Console nostalgia is driven by games more than hardware, though, and despite its limited lineup, the Wii U featured some of my all-time favorite games. Specifically:

I wasn’t an early adopter of the Wii U, and even after getting one in 2014, the system didn’t get a lot of activity for the first year or so. Sure, Super Mario 3D World and Mario Kart 8 were great, but they were consistently overshadowed by other games (mostly Pokémon titles), and they were all games I’d already played in some shape or form. Splatoon, however, was a game-changer for me, as it was a refreshing, addictive take on a genre I hadn’t messed with in over a decade. At a particularly rough point in my transition from Kyle to “Dr. Kyle,” it was the nightly ink battle marathons, the Splatfest all-nighters, and all the cool Turf Warriors I met that helped me keep what was left of my sanity. Super Mario RPG may always be my favorite game, and Pokémon Pearl‘s seniority may give it the #2 slot, but Splatoon has earned a place on my all-time game podium at #3.

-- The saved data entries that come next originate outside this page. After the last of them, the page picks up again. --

/// A cross-class ability (AA) from the universal tree.
#[derive(Debug, Clone, PartialEq, Eq, Serialize, Deserialize)]
#[serde(rename_all = "camelCase")]
pub struct Ability {
    pub universal_id: u32,
    pub name: String,
    #[serde(default = "default_tier")]
    pub tier: Tier,
    #[serde(default = "default_total_ranks")]
    pub total_ranks: u32,
    /// Point cost for one rank.
    #[serde(default)]
    pub total_cost: u32,
    /// Class names that may purchase this ability cross-class.
    #[serde(default)]
    pub original_class_names: Vec<String>,
    #[serde(default)]
    pub description: Option<String>,
    #[serde(default)]
    pub expansion_name: Option<String>,
    #[serde(default)]
    pub level_req: u32,
    #[serde(default)]
    pub type_name: Option<String>,
    /// Recast time in seconds; zero for passives.
    #[serde(default)]
    pub recast_time: u32,
    #[serde(default = "default_enabled")]
    pub enabled: u8,
    #[serde(default)]
    pub effect_summary: Vec<EffectLine>,
}

impl Ability {
    #[must_use]
    pub fn is_enabled(&self) -> bool {
        self.enabled == 1
    }

    /// Whether the given class is in this ability's native class list.
    #[must_use]
    pub fn belongs_to(&self, class: GameClass) -> bool {
        self.original_class_names.iter().any(|n| n == class.name())
    }
}

/// The full universal AA tree, as served by `/api/aa/universal/tree`.
#[derive(Debug, Clone, PartialEq, Eq, Serialize, Deserialize, Default)]
pub struct AbilityCatalog {
    pub abilities: Vec<Ability>,
}

impl AbilityCatalog {
    /// Create an empty catalog (useful for tests).
    #[must_use]
    pub fn empty() -> Self {
        Self {
            abilities: Vec::new(),
        }
    }

    /// Load a catalog from a JSON payload.
    ///
    /// # Errors
    ///
    /// Returns an error if the JSON cannot be parsed into ability records.
    pub fn from_json(json: &str) -> Result<Self, serde_json::Error> {
        serde_json::from_str(json)
    }

    #[must_use]
    pub fn from_abilities(abilities: Vec<Ability>) -> Self {
        Self { abilities }
    }

    #[must_use]
    pub fn by_id(&self, universal_id: u32) -> Option<&Ability> {
        self.abilities.iter().find(|a| a.universal_id == universal_id)
    }

    #[must_use]
    pub fn len(&self) -> usize {
        self.abilities.len()
    }

    #[must_use]
    pub fn is_empty(&self) -> bool {
        self.abilities.is_empty()
    }
}

/// Flat numeric stat contributions carried by an item.
#[derive(Debug, Clone, PartialEq, Eq, Serialize, Deserialize, Default)]
pub struct StatBlock {
    #[serde(default)]
    pub astr: i32,
    #[serde(default)]
    pub asta: i32,
    #[serde(default)]
    pub aagi: i32,
    #[serde(default)]
    pub adex: i32,
    #[serde(default)]
    pub aint: i32,
    #[serde(default)]
    pub awis: i32,
    #[serde(default)]
    pub acha: i32,
    #[serde(default)]
    pub ac: i32,
    #[serde(default)]
    pub hp: i32,
    #[serde(default)]
    pub mana: i32,
    #[serde(default)]
    pub endur: i32,
    #[serde(default)]
    pub fr: i32,
    #[serde(default)]
    pub cr: i32,
    #[serde(default)]
    pub mr: i32,
    #[serde(default)]
    pub pr: i32,
    #[serde(default)]
    pub dr: i32,
    #[serde(default)]
    pub heroic_str: i32,
    #[serde(default)]
    pub heroic_sta: i32,
    #[serde(default)]
    pub heroic_agi: i32,
    #[serde(default)]
    pub heroic_dex: i32,
    #[serde(default)]
    pub heroic_int: i32,
    #[serde(default)]
    pub heroic_wis: i32,
    #[serde(default)]
    pub heroic_cha: i32,
    #[serde(default)]
    pub haste: i32,
    #[serde(default)]
    pub attack: i32,
    #[serde(default)]
    pub damage: i32,
    #[serde(default)]
    pub regen: i32,
    #[serde(default)]
    pub manaregen: i32,
}

impl StatBlock {
    #[must_use]
    pub const fn get(&self, stat: StatId) -> i32 {
        match stat {
            StatId::Str => self.astr,
            StatId::Sta => self.asta,
            StatId::Agi => self.aagi,
            StatId::Dex => self.adex,
            StatId::Int => self.aint,
            StatId::Wis => self.awis,
            StatId::Cha => self.acha,
            StatId::Ac => self.ac,
            StatId::Hp => self.hp,
            StatId::Mana => self.mana,
            StatId::Endurance => self.endur,
            StatId::FireResist => self.fr,
            StatId::ColdResist => self.cr,
            StatId::MagicResist => self.mr,
            StatId::PoisonResist => self.pr,
            StatId::DiseaseResist => self.dr,
            StatId::HeroicStr => self.heroic_str,
            StatId::HeroicSta => self.heroic_sta,
            StatId::HeroicAgi => self.heroic_agi,
            StatId::HeroicDex => self.heroic_dex,
            StatId::HeroicInt => self.heroic_int,
            StatId::HeroicWis => self.heroic_wis,
            StatId::HeroicCha => self.heroic_cha,
            StatId::Haste => self.haste,
            StatId::Attack => self.attack,
            StatId::Damage => self.damage,
            StatId::Regen => self.regen,
            StatId::ManaRegen => self.manaregen,
        }
    }

    pub const fn get_mut(&mut self, stat: StatId) -> &mut i32 {
        match stat {
            StatId::Str => &mut self.astr,
            StatId::Sta => &mut self.asta,
            StatId::Agi => &mut self.aagi,
            StatId::Dex => &mut self.adex,
            StatId::Int => &mut self.aint,
            StatId::Wis => &mut self.awis,
            StatId::Cha => &mut self.acha,
            StatId::Ac => &mut self.ac,
            StatId::Hp => &mut self.hp,
            StatId::Mana => &mut self.mana,
            StatId::Endurance => &mut self.endur,
            StatId::FireResist => &mut self.fr,
            StatId::ColdResist => &mut self.cr,
            StatId::MagicResist => &mut self.mr,
            StatId::PoisonResist => &mut self.pr,
            StatId::DiseaseResist => &mut self.dr,
            StatId::HeroicStr => &mut self.heroic_str,
            StatId::HeroicSta => &mut self.heroic_sta,
            StatId::HeroicAgi => &mut self.heroic_agi,
            StatId::HeroicDex => &mut self.heroic_dex,
            StatId::HeroicInt => &mut self.heroic_int,
            StatId::HeroicWis => &mut self.heroic_wis,
            StatId::HeroicCha => &mut self.heroic_cha,
            StatId::Haste => &mut self.haste,
            StatId::Attack => &mut self.attack,
            StatId::Damage => &mut self.damage,
            StatId::Regen => &mut self.regen,
            StatId::ManaRegen => &mut self.manaregen,
        }
    }

    /// Elementwise add another block into this one.
    pub fn add(&mut self, other: &StatBlock) {
        for stat in StatId::ALL {
            *self.get_mut(stat) += other.get(stat);
        }
    }

    #[must_use]
    pub fn is_zero(&self) -> bool {
        StatId::ALL.iter().all(|s| self.get(*s) == 0)
    }
}

/// An item from `/api/items/search`.
#[derive(Debug, Clone, PartialEq, Eq, Serialize, Deserialize)]
pub struct Item {
    pub id: i64,
    pub name: String,
    #[serde(default)]
    pub icon: Option<i32>,
    #[serde(flatten)]
    pub stats: StatBlock,
}

impl Item {
    /// A thin item carrying only identity, as restored from a build
    /// document (stat fields are intentionally not persisted).
    #[must_use]
    pub fn reference(id: i64, name: String) -> Self {
        Self {
            id,
            name,
            icon: None,
            stats: StatBlock::default(),
        }
    }
}

/// Class usability is encoded as sixteen `classesN` level fields; 0 or 255
/// means the class cannot use the spell.
const CLASS_LEVEL_UNUSABLE: u16 = 255;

A few months later, Super Mario Maker granted me powers that I’d been dreaming of for multiple decades, and I sunk hundreds of hours into creating the Mario (and various other characters, thanks to the Mystery Mushrooms) levels of my dreams. More importantly, however, I was introduced to the Kaizo Mario community, which challenged me in ways that the Mario franchise never had. Completing this courses increased my confidence in my gaming abilities, and that confidence began seeping over into other aspects of my life. (After you’ve beaten The Koopa Klown Caper of ’84, review comments on your conference paper submissions don’t seem nearly as scary.) It may not have impacted me in quite the same way as Splatoon, but I’d still put it somewhere in my all-time top ten.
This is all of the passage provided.